A recent survey shows that average Chinese children sleep about
an hour less than their American counterparts. Researchers
attribute this to the heavier academic burden placed on Chinese
children.
But Xiaodan, a 12-year-old girl in Chengdu, sleeps a lot less,
even during the summer vacation. It is not because she has a lot
more school work to do or because she is a slow pupil. She has to
get up early to join her aunt and help her clean a section of the
street by the Jinjiang River.
In fact, Xiaodan started in August, when her aunt hurt herself
in a fall, and was hospitalized. Sometimes Xiaodan has to get up as
early as 3:00 am and work in the rain.
Ever since pictures of the girl cleaning the streets of Chengdu
appeared on the Internet, she has drawn a lot of media attention.
All the major Chinese language Internet portals as well as several
newspapers and a local TV station have carried Xiaodan's story.
While a lot of netizens have praised her as "the most beautiful
city cleaner of Chengdu", others have mulled over the resilience
and tenacity of the 12-year-old.
They marvel at the fact that Xiaodan could be such a hardworking
and understanding person. Her story testifies to the Chinese saying
that "children of the poor grow mature early".
Indeed, I have heard some college teachers complain that some
students have been so spoiled at home that they do not even know
how to use a broom or a mop. Some of their mothers actually travel
several hundreds kilometers by train to university campuses
regularly to help wash the clothes of their children.
The story of Xiaodan also exposes the disparity between the
urban and rural areas. Xiaodan is a girl from a rural family, whose
mother has mental problems and who has been raised by her
grandmother. She started to help collect grass to feed pigs when
she was 5 years old.
However, at least to her aunt, Xiaodan is not really unique.
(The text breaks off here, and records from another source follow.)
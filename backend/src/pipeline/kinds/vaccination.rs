use crate::pipeline::kinds::ImportKind;
use crate::pipeline::resolver::{new_id, require_animal, ReferenceLookup, ResolveError};
use crate::pipeline::schema::{CheckedRow, ColumnKind, ColumnRule};
use chrono::NaiveDate;
use common::model::kind::DataKind;
use common::model::vaccination::Vaccination;

pub struct VaccinationImport;

#[derive(Debug)]
pub struct VaccinationDraft {
    animal_tag: String,
    vaccine_name: String,
    administered_date: NaiveDate,
    dosage: Option<String>,
    administered_by: Option<String>,
    next_due_date: Option<NaiveDate>,
    notes: Option<String>,
}

impl ImportKind for VaccinationImport {
    type Draft = VaccinationDraft;
    type Entity = Vaccination;

    const KIND: DataKind = DataKind::Vaccinations;
    const COLUMNS: &'static [ColumnRule] = &[
        ColumnRule::required("animalTag", ColumnKind::Text),
        ColumnRule::required("vaccineName", ColumnKind::Text),
        ColumnRule::required("administeredDate", ColumnKind::Date),
        ColumnRule::optional("dosage", ColumnKind::Text),
        ColumnRule::optional("administeredBy", ColumnKind::Text),
        ColumnRule::optional("nextDueDate", ColumnKind::Date),
        ColumnRule::optional("notes", ColumnKind::Text),
    ];

    fn draft(row: &CheckedRow) -> Result<VaccinationDraft, String> {
        Ok(VaccinationDraft {
            animal_tag: row.require_text("animalTag")?,
            vaccine_name: row.require_text("vaccineName")?,
            administered_date: row.require_date("administeredDate")?,
            dosage: row.text("dosage"),
            administered_by: row.text("administeredBy"),
            next_due_date: row.date("nextDueDate"),
            notes: row.text("notes"),
        })
    }

    fn resolve<L>(draft: VaccinationDraft, lookup: &L) -> Result<Vaccination, ResolveError>
    where
        L: ReferenceLookup + ?Sized,
    {
        let animal_id = require_animal(lookup, &draft.animal_tag)?;
        Ok(Vaccination {
            id: new_id(),
            animal_id,
            vaccine_name: draft.vaccine_name,
            administered_date: draft.administered_date,
            dosage: draft.dosage,
            administered_by: draft.administered_by,
            next_due_date: draft.next_due_date,
            notes: draft.notes,
        })
    }
}
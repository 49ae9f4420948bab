use chrono::NaiveDate;
use serde::{Deserialize, Serialize};

#[derive(Debug, Clone, PartialEq, Serialize, Deserialize)]
#[serde(rename_all = "camelCase")]
pub struct SlaughterRecord {
    pub id: String,
    pub animal_id: String,
    pub slaughter_date: NaiveDate,
    pub live_weight: Option<f64>,
    pub carcass_weight: Option<f64>,
    pub processor: Option<String>,
    pub notes: Option<String>,
}
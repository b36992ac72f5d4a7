//! Subscriber setup for the `rivet` binary

use std::io;
use tracing_subscriber::EnvFilter;

/// Output format of log lines
#[derive(Debug, Clone, Copy, PartialEq, Eq, Default, clap::ValueEnum)]
pub enum LogFormat {
    #[default]
    Text,
    Json,
}

/// Filter from `RIVET_LOG`, then `RUST_LOG`, then `level`
fn filter(level: &str) -> EnvFilter {
    ["RIVET_LOG", "RUST_LOG"]
        .iter()
        .find_map(|var| EnvFilter::try_from_env(var).ok())
        .unwrap_or_else(|| EnvFilter::new(level))
}

/// Install the global subscriber; later calls are ignored
pub fn init(level: &str, format: LogFormat) {
    let builder = tracing_subscriber::fmt()
        .with_env_filter(filter(level))
        .with_writer(io::stderr);

    let result = match format {
        LogFormat::Text => builder.with_target(false).try_init(),
        LogFormat::Json => builder.json().try_init(),
    };
    if let Err(err) = result {
        eprintln!("logging already initialized: {err}");
    }
}
//! File-based routing
//!
//! `routes/blog/index.js` serves `/blog`, `routes/users/[id].js` serves
//! `/users/:id` and `routes/about.md` serves `/about` without a script.
//! Files and directories whose names start with `_` are private.

use crate::dispatch::Route;
use crate::fs::{FsResult, VirtualFs, WalkControl, vpath, walk};
use std::collections::HashMap;

/// Extensions that produce routes; earlier entries win for the same URL
const ROUTE_EXTENSIONS: [&str; 4] = ["js", "html", "md", "txt"];

#[derive(Debug, Clone, PartialEq, Eq)]
enum Segment {
    Static(String),
    Param(String),
}

#[derive(Debug, Clone)]
struct Entry {
    route: Route,
    segments: Vec<Segment>,
}

impl Entry {
    fn dynamic_count(&self) -> usize {
        self.segments
            .iter()
            .filter(|s| matches!(s, Segment::Param(_)))
            .count()
    }

    fn matches(&self, parts: &[&str]) -> Option<HashMap<String, String>> {
        if parts.len() != self.segments.len() {
            return None;
        }
        let mut params = HashMap::new();
        for (segment, part) in self.segments.iter().zip(parts) {
            match segment {
                Segment::Static(name) if name == part => {}
                Segment::Static(_) => return None,
                Segment::Param(name) => {
                    params.insert(name.clone(), (*part).to_string());
                }
            }
        }
        Some(params)
    }
}

/// A matched route and the parameters bound by its dynamic segments
#[derive(Debug, Clone)]
pub struct RouteMatch<'a> {
    pub route: &'a Route,
    pub params: HashMap<String, String>,
}

/// Routes discovered under a routes directory
#[derive(Debug, Clone, Default)]
pub struct RouteTable {
    entries: Vec<Entry>,
}

impl RouteTable {
    /// Walk `routes_dir` and collect every route file below it
    pub fn scan(fs: &dyn VirtualFs, routes_dir: &str) -> FsResult<Self> {
        let routes_dir = vpath::clean(routes_dir);
        let mut routes = Vec::new();
        walk(fs, &routes_dir, &mut |path, entry| {
            if entry.name.starts_with('_') {
                return WalkControl::SkipDir;
            }
            if !entry.is_dir {
                if let Some(route) = route_for_file(&routes_dir, path) {
                    routes.push(route);
                }
            }
            WalkControl::Continue
        })?;
        Ok(Self::from_routes(routes))
    }

    /// Build a table from routes; the first route per URL and kind priority is kept
    pub fn from_routes(routes: impl IntoIterator<Item = Route>) -> Self {
        let mut by_url: HashMap<String, Route> = HashMap::new();
        for route in routes {
            match by_url.get(&route.url_path) {
                Some(existing) if priority(existing) <= priority(&route) => {}
                _ => {
                    by_url.insert(route.url_path.clone(), route);
                }
            }
        }

        let mut entries: Vec<Entry> = by_url
            .into_values()
            .map(|route| Entry {
                segments: parse_segments(&route.url_path),
                route,
            })
            .collect();
        entries.sort_by(|a, b| {
            a.dynamic_count()
                .cmp(&b.dynamic_count())
                .then_with(|| b.segments.len().cmp(&a.segments.len()))
                .then_with(|| a.route.url_path.cmp(&b.route.url_path))
        });
        Self { entries }
    }

    pub fn len(&self) -> usize {
        self.entries.len()
    }

    pub fn is_empty(&self) -> bool {
        self.entries.is_empty()
    }

    pub fn routes(&self) -> impl Iterator<Item = &Route> {
        self.entries.iter().map(|entry| &entry.route)
    }

    /// Find the route serving `path`, static routes first
    pub fn match_path(&self, path: &str) -> Option<RouteMatch<'_>> {
        let parts: Vec<&str> = path.split('/').filter(|part| !part.is_empty()).collect();
        self.entries.iter().find_map(|entry| {
            entry.matches(&parts).map(|params| RouteMatch {
                route: &entry.route,
                params,
            })
        })
    }
}

fn priority(route: &Route) -> usize {
    ROUTE_EXTENSIONS
        .iter()
        .position(|ext| *ext == route.file_type)
        .unwrap_or(ROUTE_EXTENSIONS.len())
}

fn parse_segments(url_path: &str) -> Vec<Segment> {
    url_path
        .split('/')
        .filter(|part| !part.is_empty())
        .map(|part| match part.strip_prefix(':') {
            Some(name) => Segment::Param(name.to_string()),
            None => Segment::Static(part.to_string()),
        })
        .collect()
}

fn route_for_file(routes_dir: &str, file_path: &str) -> Option<Route> {
    let ext = vpath::extname(file_path).trim_start_matches('.');
    if !ROUTE_EXTENSIONS.contains(&ext) {
        return None;
    }

    let relative = file_path.strip_prefix(routes_dir)?.trim_start_matches('/');
    let stem = &relative[..relative.len() - ext.len() - 1];

    let mut segments = Vec::new();
    let mut param_name = None;
    for part in stem.split('/') {
        match part.strip_prefix('[').and_then(|p| p.strip_suffix(']')) {
            Some(name) if !name.is_empty() => {
                segments.push(format!(":{name}"));
                param_name = Some(name.to_string());
            }
            _ => segments.push(part.to_string()),
        }
    }
    if segments.last().is_some_and(|last| last == "index") {
        segments.pop();
    }

    Some(Route {
        url_path: format!("/{}", segments.join("/")),
        file_path: file_path.to_string(),
        file_type: ext.to_string(),
        is_dynamic: param_name.is_some(),
        param_name,
    })
}

#[cfg(test)]
mod tests {
    use super::*;
    use crate::fs::MemoryFs;

    fn site() -> MemoryFs {
        MemoryFs::with_files([
            ("/routes/index.js", ""),
            ("/routes/about.md", "# About"),
            ("/routes/blog.js", ""),
            ("/routes/blog.html", ""),
            ("/routes/blog/index.html", ""),
            ("/routes/users/[id].js", ""),
            ("/routes/users/new.js", ""),
            ("/routes/_private/secret.js", ""),
            ("/routes/_helper.js", ""),
            ("/routes/data.json", "{}"),
        ])
    }

    #[test]
    fn test_scan() {
        let table = RouteTable::scan(&site(), "/routes").unwrap();
        let mut urls: Vec<_> = table.routes().map(|r| r.url_path.as_str()).collect();
        urls.sort();
        assert_eq!(urls, ["/", "/about", "/blog", "/users/:id", "/users/new"]);

        let blog = table.match_path("/blog").unwrap();
        assert_eq!(blog.route.file_path, "/routes/blog.js");
        assert!(blog.route.is_script());

        let about = table.match_path("/about/").unwrap();
        assert_eq!(about.route.file_type, "md");
    }

    #[test]
    fn test_static_before_dynamic() {
        let table = RouteTable::scan(&site(), "/routes").unwrap();

        let new = table.match_path("/users/new").unwrap();
        assert_eq!(new.route.file_path, "/routes/users/new.js");
        assert!(new.params.is_empty());

        let user = table.match_path("/users/42").unwrap();
        assert_eq!(user.route.param_name.as_deref(), Some("id"));
        assert_eq!(user.params.get("id").map(String::as_str), Some("42"));

        assert!(table.match_path("/users/42/edit").is_none());
        assert!(table.match_path("/_helper").is_none());
    }

    #[test]
    fn test_index_maps_to_root() {
        let table = RouteTable::scan(&site(), "/routes").unwrap();
        let root = table.match_path("/").unwrap();
        assert_eq!(root.route.file_path, "/routes/index.js");
    }
}
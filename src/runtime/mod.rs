//! Script runtime powered by the Boa engine
//!
//! A Boa [`Context`] is not thread-safe, so every [`ScriptEngine`] owns one
//! dedicated worker thread that creates the context and runs every task sent to
//! it, strictly one at a time and in FIFO order. Other threads interact with an
//! engine only by scheduling closures onto that queue.
//!
//! Each engine carries:
//! - its own [`ModuleLoader`] with a CommonJS-style `require` and a module cache
//!   keyed by path and modification time
//! - an event loop for promise jobs, timers and native async jobs
//! - the capability modules (console, timers, fetch, process, path, fs)
//!   installed from a [`CapabilitySet`] during startup

pub mod capabilities;
mod engine;
mod event_loop;
pub(crate) mod json;
mod loader;

pub use capabilities::{CapabilityConfig, CapabilityError, CapabilitySet};
pub use engine::{EngineScope, EngineSetup, ScriptEngine, TaskScheduler};
pub use loader::{LoadedModule, ModuleHandle, ModuleLoader};

use boa_engine::{Context, JsError, JsNativeError, JsValue, js_string};
use thiserror::Error;

/// Errors that can occur while running scripts
#[derive(Error, Debug, Clone)]
pub enum RuntimeError {
    #[error("module not found: {0}")]
    ModuleNotFound(String),

    #[error("error evaluating {path}: {message}")]
    ModuleEvaluation { path: String, message: String },

    #[error("capability '{name}' failed to initialize: {message}")]
    Capability { name: String, message: String },

    #[error("task panicked: {0}")]
    TaskPanicked(String),

    #[error("engine {0} is stopped")]
    EngineStopped(u64),

    #[error("engine {0} has not been started")]
    EngineNotStarted(u64),

    #[error("engine failed to start: {0}")]
    EngineStart(String),

    #[error("JavaScript error: {0}")]
    JsError(String),
}

/// Result type for runtime operations
pub type RuntimeResult<T> = Result<T, RuntimeError>;

impl RuntimeError {
    /// Convert into an exception thrown back into script code
    pub(crate) fn into_js(self, context: &mut Context) -> JsError {
        let code = match &self {
            RuntimeError::ModuleNotFound(_) => "MODULE_NOT_FOUND",
            RuntimeError::ModuleEvaluation { .. } => "ERR_MODULE_EVALUATION",
            _ => "ERR_RUNTIME",
        };
        throw_with_code(self.to_string(), code, context)
    }
}

/// Build an `Error` object carrying a Node-style `code` property
pub(crate) fn throw_with_code(
    message: impl Into<String>,
    code: &str,
    context: &mut Context,
) -> JsError {
    let error = JsNativeError::error()
        .with_message(message.into())
        .to_opaque(context);
    // Setting a data property on a fresh ordinary object cannot fail.
    let _ = error.set(js_string!("code"), js_string!(code), false, context);
    JsError::from_opaque(error.into())
}

/// Message and `code` of a value thrown by script code
#[derive(Debug, Clone, PartialEq, Eq)]
pub struct ThrownError {
    pub message: String,
    pub code: Option<String>,
}

impl ThrownError {
    pub fn from_js(err: &JsError, context: &mut Context) -> Self {
        let value = err.to_opaque(context);
        Self::from_value(&value, context)
    }

    pub fn from_value(value: &JsValue, context: &mut Context) -> Self {
        let Some(object) = value.as_object() else {
            return Self {
                message: display_value(value, context),
                code: None,
            };
        };

        let read = |key: &str, context: &mut Context| {
            object
                .get(js_string!(key), context)
                .ok()
                .filter(|v| !v.is_undefined() && !v.is_null())
                .and_then(|v| v.to_string(context).ok())
                .map(|s| s.to_std_string_escaped())
        };

        let code = read("code", context);
        let message = match (read("name", context), read("message", context)) {
            (Some(name), Some(message)) => format!("{name}: {message}"),
            (None, Some(message)) => message,
            _ => display_value(value, context),
        };

        Self { message, code }
    }

    pub fn is_read_only(&self) -> bool {
        self.code.as_deref() == Some("EROFS")
    }
}

fn display_value(value: &JsValue, context: &mut Context) -> String {
    value
        .to_string(context)
        .map(|s| s.to_std_string_escaped())
        .unwrap_or_else(|_| value.display().to_string())
}

/// Best-effort text of a panic payload
pub(crate) fn panic_message(payload: &(dyn std::any::Any + Send)) -> String {
    if let Some(message) = payload.downcast_ref::<&str>() {
        (*message).to_string()
    } else if let Some(message) = payload.downcast_ref::<String>() {
        message.clone()
    } else {
        "unknown panic".to_string()
    }
}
"Our children cannot compare to the boys and girls of Chengdu," she
says. "She must labor more in order to know life is not easy and to
study hard."
But the story of Xiaodan underscores more than teaching children
how to grow up.
Even though her aunt has recovered, Xiaodan still works in the
streets on most weekends. That way, she says, she can help relieve
part of her aunt's work so that she "would not fall down again".
Meanwhile, she also helps her aunt to earn her full salary.
Otherwise, "her salary would be cut," she says.
Without doubt, Xiaodan becoming a temporary street cleaner
reveals that street cleaners work without sufficient social and
medical safety nets, which has affected their life and the life and
studies of their children.
While we praise and admire Xiaodan and children like her, we
must recognize the problems that have forced a 12-year-old to take
the place of her aunt as a street cleaner. We must also push the
government and other related institutions to work out measures to
help relieve the burden on the young shoulders of children like
Xiaodan.
It is laborers like Xiaodan's aunt who make the city clean and
urban life convenient.
The city beauticians are entitled to the necessary safety nets
which provide them and their children a better living. Xiaodan, and
children like her, would be able to get proper hours of sleep.